#### MATERIAL TO PROCESS
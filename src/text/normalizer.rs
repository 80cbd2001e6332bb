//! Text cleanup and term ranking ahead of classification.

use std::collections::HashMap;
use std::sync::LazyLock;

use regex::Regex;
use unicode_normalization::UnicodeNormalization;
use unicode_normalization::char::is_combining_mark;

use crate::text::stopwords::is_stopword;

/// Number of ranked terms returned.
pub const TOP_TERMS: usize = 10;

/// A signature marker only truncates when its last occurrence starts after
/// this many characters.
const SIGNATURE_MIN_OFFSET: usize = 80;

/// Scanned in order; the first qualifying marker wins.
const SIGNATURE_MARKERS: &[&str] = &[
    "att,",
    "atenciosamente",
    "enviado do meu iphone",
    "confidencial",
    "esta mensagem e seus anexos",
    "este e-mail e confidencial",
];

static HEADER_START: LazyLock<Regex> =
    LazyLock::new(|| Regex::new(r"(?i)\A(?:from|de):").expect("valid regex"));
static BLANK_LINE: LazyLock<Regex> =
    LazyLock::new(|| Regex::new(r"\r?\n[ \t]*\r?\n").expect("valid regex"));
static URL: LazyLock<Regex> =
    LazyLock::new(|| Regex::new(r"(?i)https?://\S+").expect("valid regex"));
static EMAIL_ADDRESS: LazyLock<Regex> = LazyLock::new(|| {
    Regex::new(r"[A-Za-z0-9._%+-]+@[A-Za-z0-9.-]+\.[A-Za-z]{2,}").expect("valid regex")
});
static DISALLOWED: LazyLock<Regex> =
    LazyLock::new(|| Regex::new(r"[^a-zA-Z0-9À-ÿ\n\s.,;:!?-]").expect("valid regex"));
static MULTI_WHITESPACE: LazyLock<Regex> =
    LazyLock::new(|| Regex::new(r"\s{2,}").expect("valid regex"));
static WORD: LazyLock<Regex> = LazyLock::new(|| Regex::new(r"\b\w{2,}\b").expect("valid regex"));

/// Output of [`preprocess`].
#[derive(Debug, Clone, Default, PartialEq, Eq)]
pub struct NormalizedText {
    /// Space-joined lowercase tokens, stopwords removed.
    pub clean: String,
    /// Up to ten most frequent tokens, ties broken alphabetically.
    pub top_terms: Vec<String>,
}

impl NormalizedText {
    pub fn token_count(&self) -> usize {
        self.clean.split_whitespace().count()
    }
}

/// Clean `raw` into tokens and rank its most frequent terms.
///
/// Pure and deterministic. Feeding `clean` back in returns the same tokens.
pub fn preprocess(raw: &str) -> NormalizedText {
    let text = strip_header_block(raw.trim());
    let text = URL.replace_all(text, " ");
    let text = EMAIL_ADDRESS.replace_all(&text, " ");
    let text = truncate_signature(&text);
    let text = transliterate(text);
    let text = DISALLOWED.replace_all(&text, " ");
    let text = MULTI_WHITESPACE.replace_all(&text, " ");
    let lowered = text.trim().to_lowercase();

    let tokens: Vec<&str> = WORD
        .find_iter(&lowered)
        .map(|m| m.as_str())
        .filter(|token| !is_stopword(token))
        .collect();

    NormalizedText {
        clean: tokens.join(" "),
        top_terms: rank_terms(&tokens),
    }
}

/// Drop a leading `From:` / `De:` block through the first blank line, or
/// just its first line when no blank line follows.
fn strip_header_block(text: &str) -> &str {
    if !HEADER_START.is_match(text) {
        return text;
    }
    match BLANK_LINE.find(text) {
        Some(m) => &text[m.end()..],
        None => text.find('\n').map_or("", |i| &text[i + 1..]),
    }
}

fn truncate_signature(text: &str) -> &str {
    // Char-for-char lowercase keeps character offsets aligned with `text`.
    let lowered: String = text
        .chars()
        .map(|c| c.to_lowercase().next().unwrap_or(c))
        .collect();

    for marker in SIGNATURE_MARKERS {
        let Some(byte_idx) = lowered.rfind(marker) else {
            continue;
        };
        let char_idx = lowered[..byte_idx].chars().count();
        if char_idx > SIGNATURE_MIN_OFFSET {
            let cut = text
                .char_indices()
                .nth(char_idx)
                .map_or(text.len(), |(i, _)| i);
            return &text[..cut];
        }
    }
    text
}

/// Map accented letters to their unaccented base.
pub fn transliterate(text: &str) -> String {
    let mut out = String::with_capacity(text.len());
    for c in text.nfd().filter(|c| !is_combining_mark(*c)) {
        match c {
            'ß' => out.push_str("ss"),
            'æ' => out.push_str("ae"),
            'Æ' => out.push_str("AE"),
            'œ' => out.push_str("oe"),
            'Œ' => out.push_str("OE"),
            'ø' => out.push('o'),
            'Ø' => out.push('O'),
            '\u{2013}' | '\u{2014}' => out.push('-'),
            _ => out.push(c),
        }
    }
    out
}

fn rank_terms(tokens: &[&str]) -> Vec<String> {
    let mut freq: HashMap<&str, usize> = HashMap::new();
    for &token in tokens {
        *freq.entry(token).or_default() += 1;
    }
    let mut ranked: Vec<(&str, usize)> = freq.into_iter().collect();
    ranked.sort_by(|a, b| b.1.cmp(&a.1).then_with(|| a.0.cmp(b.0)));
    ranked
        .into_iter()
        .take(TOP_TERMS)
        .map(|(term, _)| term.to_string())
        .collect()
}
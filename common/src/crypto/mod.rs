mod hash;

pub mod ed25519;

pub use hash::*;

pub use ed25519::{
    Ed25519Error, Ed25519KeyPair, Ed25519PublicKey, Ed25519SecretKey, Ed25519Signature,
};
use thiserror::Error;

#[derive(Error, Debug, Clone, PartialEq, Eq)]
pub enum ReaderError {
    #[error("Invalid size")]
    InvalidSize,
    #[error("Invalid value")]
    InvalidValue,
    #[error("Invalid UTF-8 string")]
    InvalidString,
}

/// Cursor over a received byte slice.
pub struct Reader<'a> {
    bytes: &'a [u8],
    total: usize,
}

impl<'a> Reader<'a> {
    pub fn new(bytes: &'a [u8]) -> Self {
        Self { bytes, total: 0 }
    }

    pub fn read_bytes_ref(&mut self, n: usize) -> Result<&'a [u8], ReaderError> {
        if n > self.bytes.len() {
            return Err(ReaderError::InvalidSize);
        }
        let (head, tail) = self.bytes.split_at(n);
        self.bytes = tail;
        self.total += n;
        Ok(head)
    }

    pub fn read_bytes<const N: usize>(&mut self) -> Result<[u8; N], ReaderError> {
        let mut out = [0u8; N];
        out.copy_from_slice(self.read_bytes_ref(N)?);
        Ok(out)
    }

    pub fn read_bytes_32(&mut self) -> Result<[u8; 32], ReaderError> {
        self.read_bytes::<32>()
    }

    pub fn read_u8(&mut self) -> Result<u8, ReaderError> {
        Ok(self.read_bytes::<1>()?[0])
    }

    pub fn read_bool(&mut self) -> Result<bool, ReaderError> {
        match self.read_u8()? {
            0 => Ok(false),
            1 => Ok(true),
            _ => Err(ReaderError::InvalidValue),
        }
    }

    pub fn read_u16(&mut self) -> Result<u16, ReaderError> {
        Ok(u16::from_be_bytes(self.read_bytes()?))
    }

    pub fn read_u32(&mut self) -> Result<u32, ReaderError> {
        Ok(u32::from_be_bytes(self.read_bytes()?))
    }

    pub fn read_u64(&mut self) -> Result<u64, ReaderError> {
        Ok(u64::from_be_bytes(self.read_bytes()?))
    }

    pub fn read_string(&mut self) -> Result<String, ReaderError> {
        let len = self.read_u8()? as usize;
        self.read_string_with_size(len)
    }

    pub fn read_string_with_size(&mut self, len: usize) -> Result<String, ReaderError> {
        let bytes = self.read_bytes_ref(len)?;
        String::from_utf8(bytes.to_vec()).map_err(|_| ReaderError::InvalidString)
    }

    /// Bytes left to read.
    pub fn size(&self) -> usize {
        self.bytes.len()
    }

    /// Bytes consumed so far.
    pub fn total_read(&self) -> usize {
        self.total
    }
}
########
WORK TO COMPLETE: Write out each record again, keeping every word as it is.

PROBLEM SOLUTION:
filename src/text/normalizer.rs
repository 80cbd2001e6332bb
//! Text cleanup and term ranking ahead of classification.

use std::collections::HashMap;
use std::sync::LazyLock;

use regex::Regex;
use unicode_normalization::UnicodeNormalization;
use unicode_normalization::char::is_combining_mark;

use crate::text::stopwords::is_stopword;

/// Number of ranked terms returned.
pub const TOP_TERMS: usize = 10;

/// A signature marker only truncates when its last occurrence starts after
/// this many characters.
const SIGNATURE_MIN_OFFSET: usize = 80;

/// Scanned in order; the first qualifying marker wins.
const SIGNATURE_MARKERS: &[&str] = &[
    "att,",
    "atenciosamente",
    "enviado do meu iphone",
    "confidencial",
    "esta mensagem e seus anexos",
    "este e-mail e confidencial",
];

static HEADER_START: LazyLock<Regex> =
    LazyLock::new(|| Regex::new(r"(?i)\A(?:from|de):").expect("valid regex"));
static BLANK_LINE: LazyLock<Regex> =
    LazyLock::new(|| Regex::new(r"\r?\n[ \t]*\r?\n").expect("valid regex"));
static URL: LazyLock<Regex> =
    LazyLock::new(|| Regex::new(r"(?i)https?://\S+").expect("valid regex"));
static EMAIL_ADDRESS: LazyLock<Regex> = LazyLock::new(|| {
    Regex::new(r"[A-Za-z0-9._%+-]+@[A-Za-z0-9.-]+\.[A-Za-z]{2,}").expect("valid regex")
});
static DISALLOWED: LazyLock<Regex> =
    LazyLock::new(|| Regex::new(r"[^a-zA-Z0-9À-ÿ\n\s.,;:!?-]").expect("valid regex"));
static MULTI_WHITESPACE: LazyLock<Regex> =
    LazyLock::new(|| Regex::new(r"\s{2,}").expect("valid regex"));
static WORD: LazyLock<Regex> = LazyLock::new(|| Regex::new(r"\b\w{2,}\b").expect("valid regex"));

/// Output of [`preprocess`].
#[derive(Debug, Clone, Default, PartialEq, Eq)]
pub struct NormalizedText {
    /// Space-joined lowercase tokens, stopwords removed.
    pub clean: String,
    /// Up to ten most frequent tokens, ties broken alphabetically.
    pub top_terms: Vec<String>,
}

impl NormalizedText {
    pub fn token_count(&self) -> usize {
        self.clean.split_whitespace().count()
    }
}

/// Clean `raw` into tokens and rank its most frequent terms.
///
/// Pure and deterministic. Feeding `clean` back in returns the same tokens.
pub fn preprocess(raw: &str) -> NormalizedText {
    let text = strip_header_block(raw.trim());
    let text = URL.replace_all(text, " ");
    let text = EMAIL_ADDRESS.replace_all(&text, " ");
    let text = truncate_signature(&text);
    let text = transliterate(text);
    let text = DISALLOWED.replace_all(&text, " ");
    let text = MULTI_WHITESPACE.replace_all(&text, " ");
    let lowered = text.trim().to_lowercase();

    let tokens: Vec<&str> = WORD
        .find_iter(&lowered)
        .map(|m| m.as_str())
        .filter(|token| !is_stopword(token))
        .collect();

    NormalizedText {
        clean: tokens.join(" "),
        top_terms: rank_terms(&tokens),
    }
}

/// Drop a leading `From:` / `De:` block through the first blank line, or
/// just its first line when no blank line follows.
fn strip_header_block(text: &str) -> &str {
    if !HEADER_START.is_match(text) {
        return text;
    }
    match BLANK_LINE.find(text) {
        Some(m) => &text[m.end()..],
        None => text.find('\n').map_or("", |i| &text[i + 1..]),
    }
}

fn truncate_signature(text: &str) -> &str {
    // Char-for-char lowercase keeps character offsets aligned with `text`.
    let lowered: String = text
        .chars()
        .map(|c| c.to_lowercase().next().unwrap_or(c))
        .collect();

    for marker in SIGNATURE_MARKERS {
        let Some(byte_idx) = lowered.rfind(marker) else {
            continue;
        };
        let char_idx = lowered[..byte_idx].chars().count();
        if char_idx > SIGNATURE_MIN_OFFSET {
            let cut = text
                .char_indices()
                .nth(char_idx)
                .map_or(text.len(), |(i, _)| i);
            return &text[..cut];
        }
    }
    text
}

/// Map accented letters to their unaccented base.
pub fn transliterate(text: &str) -> String {
    let mut out = String::with_capacity(text.len());
    for c in text.nfd().filter(|c| !is_combining_mark(*c)) {
        match c {
            'ß' => out.push_str("ss"),
            'æ' => out.push_str("ae"),
            'Æ' => out.push_str("AE"),
            'œ' => out.push_str("oe"),
            'Œ' => out.push_str("OE"),
            'ø' => out.push('o'),
            'Ø' => out.push('O'),
            '\u{2013}' | '\u{2014}' => out.push('-'),
            _ => out.push(c),
        }
    }
    out
}

fn rank_terms(tokens: &[&str]) -> Vec<String> {
    let mut freq: HashMap<&str, usize> = HashMap::new();
    for &token in tokens {
        *freq.entry(token).or_default() += 1;
    }
    let mut ranked: Vec<(&str, usize)> = freq.into_iter().collect();
    ranked.sort_by(|a, b| b.1.cmp(&a.1).then_with(|| a.0.cmp(b.0)));
    ranked
        .into_iter()
        .take(TOP_TERMS)
        .map(|(term, _)| term.to_string())
        .collect()
}
filename common/src/crypto/mod.rs
mod hash;

pub mod ed25519;

pub use hash::*;

pub use ed25519::{
    Ed25519Error, Ed25519KeyPair, Ed25519PublicKey, Ed25519SecretKey, Ed25519Signature,
};
use thiserror::Error;

#[derive(Error, Debug, Clone, PartialEq, Eq)]
pub enum ReaderError {
    #[error("Invalid size")]
    InvalidSize,
    #[error("Invalid value")]
    InvalidValue,
    #[error("Invalid UTF-8 string")]
    InvalidString,
}

/// Cursor over a received byte slice.
pub struct Reader<'a> {
    bytes: &'a [u8],
    total: usize,
}

impl<'a> Reader<'a> {
    pub fn new(bytes: &'a [u8]) -> Self {
        Self { bytes, total: 0 }
    }

    pub fn read_bytes_ref(&mut self, n: usize) -> Result<&'a [u8], ReaderError> {
        if n > self.bytes.len() {
            return Err(ReaderError::InvalidSize);
        }
        let (head, tail) = self.bytes.split_at(n);
        self.bytes = tail;
        self.total += n;
        Ok(head)
    }

    pub fn read_bytes<const N: usize>(&mut self) -> Result<[u8; N], ReaderError> {
        let mut out = [0u8; N];
        out.copy_from_slice(self.read_bytes_ref(N)?);
        Ok(out)
    }

    pub fn read_bytes_32(&mut self) -> Result<[u8; 32], ReaderError> {
        self.read_bytes::<32>()
    }

    pub fn read_u8(&mut self) -> Result<u8, ReaderError> {
        Ok(self.read_bytes::<1>()?[0])
    }

    pub fn read_bool(&mut self) -> Result<bool, ReaderError> {
        match self.read_u8()? {
            0 => Ok(false),
            1 => Ok(true),
            _ => Err(ReaderError::InvalidValue),
        }
    }

    pub fn read_u16(&mut self) -> Result<u16, ReaderError> {
        Ok(u16::from_be_bytes(self.read_bytes()?))
    }

    pub fn read_u32(&mut self) -> Result<u32, ReaderError> {
        Ok(u32::from_be_bytes(self.read_bytes()?))
    }

    pub fn read_u64(&mut self) -> Result<u64, ReaderError> {
        Ok(u64::from_be_bytes(self.read_bytes()?))
    }

    pub fn read_string(&mut self) -> Result<String, ReaderError> {
        let len = self.read_u8()? as usize;
        self.read_string_with_size(len)
    }

    pub fn read_string_with_size(&mut self, len: usize) -> Result<String, ReaderError> {
        let bytes = self.read_bytes_ref(len)?;
        String::from_utf8(bytes.to_vec()).map_err(|_| ReaderError::InvalidString)
    }

    /// Bytes left to read.
    pub fn size(&self) -> usize {
        self.bytes.len()
    }

    /// Bytes consumed so far.
    pub fn total_read(&self) -> usize {
        self.total
    }
}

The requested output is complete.